— Brief —
Single out the lines of the material that contain "impl" and copy them.

— Material supplied —
══════

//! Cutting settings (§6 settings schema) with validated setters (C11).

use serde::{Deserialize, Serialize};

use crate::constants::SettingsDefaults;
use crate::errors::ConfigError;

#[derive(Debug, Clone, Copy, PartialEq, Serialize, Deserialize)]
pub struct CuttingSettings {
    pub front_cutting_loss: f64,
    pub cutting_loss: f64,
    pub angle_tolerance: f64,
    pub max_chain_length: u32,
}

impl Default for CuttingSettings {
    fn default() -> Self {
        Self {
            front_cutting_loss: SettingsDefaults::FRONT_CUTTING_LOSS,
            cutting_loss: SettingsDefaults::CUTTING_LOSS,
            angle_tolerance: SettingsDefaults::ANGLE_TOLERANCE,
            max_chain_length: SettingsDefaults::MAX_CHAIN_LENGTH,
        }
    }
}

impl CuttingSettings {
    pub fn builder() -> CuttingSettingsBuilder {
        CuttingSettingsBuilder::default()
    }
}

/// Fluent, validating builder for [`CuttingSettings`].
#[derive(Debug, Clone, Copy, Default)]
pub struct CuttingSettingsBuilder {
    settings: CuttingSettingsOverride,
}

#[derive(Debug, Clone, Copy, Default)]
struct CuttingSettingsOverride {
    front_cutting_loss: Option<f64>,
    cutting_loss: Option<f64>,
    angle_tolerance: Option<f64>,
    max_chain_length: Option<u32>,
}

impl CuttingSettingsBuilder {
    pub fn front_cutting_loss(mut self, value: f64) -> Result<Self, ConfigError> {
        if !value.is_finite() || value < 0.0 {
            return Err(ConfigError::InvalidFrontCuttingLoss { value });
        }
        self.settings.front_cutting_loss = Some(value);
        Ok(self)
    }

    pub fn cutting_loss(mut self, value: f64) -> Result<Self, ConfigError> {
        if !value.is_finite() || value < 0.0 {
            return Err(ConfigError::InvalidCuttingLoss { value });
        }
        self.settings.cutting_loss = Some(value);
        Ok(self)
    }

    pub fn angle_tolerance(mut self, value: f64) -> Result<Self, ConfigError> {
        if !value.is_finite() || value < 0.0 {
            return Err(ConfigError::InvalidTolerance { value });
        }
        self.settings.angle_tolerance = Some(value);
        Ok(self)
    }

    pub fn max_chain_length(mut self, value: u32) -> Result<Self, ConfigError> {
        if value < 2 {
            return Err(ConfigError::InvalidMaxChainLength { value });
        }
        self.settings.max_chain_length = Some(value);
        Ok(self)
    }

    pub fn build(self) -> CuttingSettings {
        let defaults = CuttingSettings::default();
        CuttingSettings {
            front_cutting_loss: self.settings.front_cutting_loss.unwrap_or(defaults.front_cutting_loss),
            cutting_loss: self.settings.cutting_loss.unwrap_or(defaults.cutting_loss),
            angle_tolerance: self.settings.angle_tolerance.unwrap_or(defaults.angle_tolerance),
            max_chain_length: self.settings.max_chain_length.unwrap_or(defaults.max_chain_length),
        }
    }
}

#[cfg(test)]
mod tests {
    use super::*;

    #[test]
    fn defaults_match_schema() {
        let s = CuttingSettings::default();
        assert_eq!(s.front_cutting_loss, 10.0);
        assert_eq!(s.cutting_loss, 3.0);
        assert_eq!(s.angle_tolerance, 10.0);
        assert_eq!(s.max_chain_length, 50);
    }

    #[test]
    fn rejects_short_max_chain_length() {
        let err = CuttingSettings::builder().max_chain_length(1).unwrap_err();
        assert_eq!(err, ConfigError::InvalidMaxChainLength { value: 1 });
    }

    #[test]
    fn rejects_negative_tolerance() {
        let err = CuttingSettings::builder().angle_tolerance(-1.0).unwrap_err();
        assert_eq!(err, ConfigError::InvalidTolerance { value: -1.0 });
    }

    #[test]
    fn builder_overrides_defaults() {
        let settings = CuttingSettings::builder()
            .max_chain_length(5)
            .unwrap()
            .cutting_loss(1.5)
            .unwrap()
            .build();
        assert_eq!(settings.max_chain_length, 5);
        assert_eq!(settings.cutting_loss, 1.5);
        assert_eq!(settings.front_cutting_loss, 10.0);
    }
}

══════

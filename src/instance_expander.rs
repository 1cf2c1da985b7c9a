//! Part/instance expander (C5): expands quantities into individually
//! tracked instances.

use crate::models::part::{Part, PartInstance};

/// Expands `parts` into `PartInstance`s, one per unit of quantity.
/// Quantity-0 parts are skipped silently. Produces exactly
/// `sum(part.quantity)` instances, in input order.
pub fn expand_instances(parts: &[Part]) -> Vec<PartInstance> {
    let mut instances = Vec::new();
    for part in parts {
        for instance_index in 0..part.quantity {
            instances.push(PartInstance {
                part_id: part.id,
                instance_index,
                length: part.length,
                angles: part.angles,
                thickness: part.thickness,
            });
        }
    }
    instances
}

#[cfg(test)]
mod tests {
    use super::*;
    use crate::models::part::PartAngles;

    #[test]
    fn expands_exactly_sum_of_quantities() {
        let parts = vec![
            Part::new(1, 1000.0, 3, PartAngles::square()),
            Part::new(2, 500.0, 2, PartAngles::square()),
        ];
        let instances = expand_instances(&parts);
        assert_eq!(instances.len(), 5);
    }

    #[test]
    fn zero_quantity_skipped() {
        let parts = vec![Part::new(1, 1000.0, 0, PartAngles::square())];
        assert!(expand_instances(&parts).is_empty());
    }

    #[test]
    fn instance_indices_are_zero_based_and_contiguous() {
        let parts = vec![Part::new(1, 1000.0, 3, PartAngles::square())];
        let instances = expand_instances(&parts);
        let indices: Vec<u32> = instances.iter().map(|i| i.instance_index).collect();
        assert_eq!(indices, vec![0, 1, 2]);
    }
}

══════

— Expected answer —
impl Default for CuttingSettings {
impl CuttingSettings {
impl CuttingSettingsBuilder {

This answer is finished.